> Task objective
Beginning with the first line of the data below, set down each line exactly through the line that contains "pub struct ExecutionLimits".

Records shown section start

// Database adapter trait for engine-specific query execution
use crate::api::middleware::AppError;
use crate::models::{DatabaseEngine, QueryResult};
use crate::validation::ValidatedStatement;
use std::time::Duration;

/// Per-call execution bounds
#[derive(Debug, Clone, Copy, PartialEq, Eq)]
pub struct ExecutionLimits {
    pub row_limit: usize,
    pub timeout: Duration,
}

/// Database adapter trait - one implementation per engine.
///
/// An adapter is created for a single request from its `ConnectionSpec`. Every
/// call opens its own connection, runs the statement read-only within
/// `limits`, and closes the connection before returning on every path.
#[async_trait::async_trait]
pub trait DatabaseAdapter: Send + Sync {
    /// Execute a validated statement, returning at most `limits.row_limit` rows.
    /// Rows past the limit set `truncated` instead of failing.
    async fn execute_query(
        &self,
        statement: &ValidatedStatement,
        limits: ExecutionLimits,
    ) -> Result<QueryResult, AppError>;

    /// Get database engine
    fn engine(&self) -> DatabaseEngine;
}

Records shown section end

> Final answer
// Database adapter trait for engine-specific query execution
use crate::api::middleware::AppError;
use crate::models::{DatabaseEngine, QueryResult};
use crate::validation::ValidatedStatement;
use std::time::Duration;

/// Per-call execution bounds
#[derive(Debug, Clone, Copy, PartialEq, Eq)]
pub struct ExecutionLimits {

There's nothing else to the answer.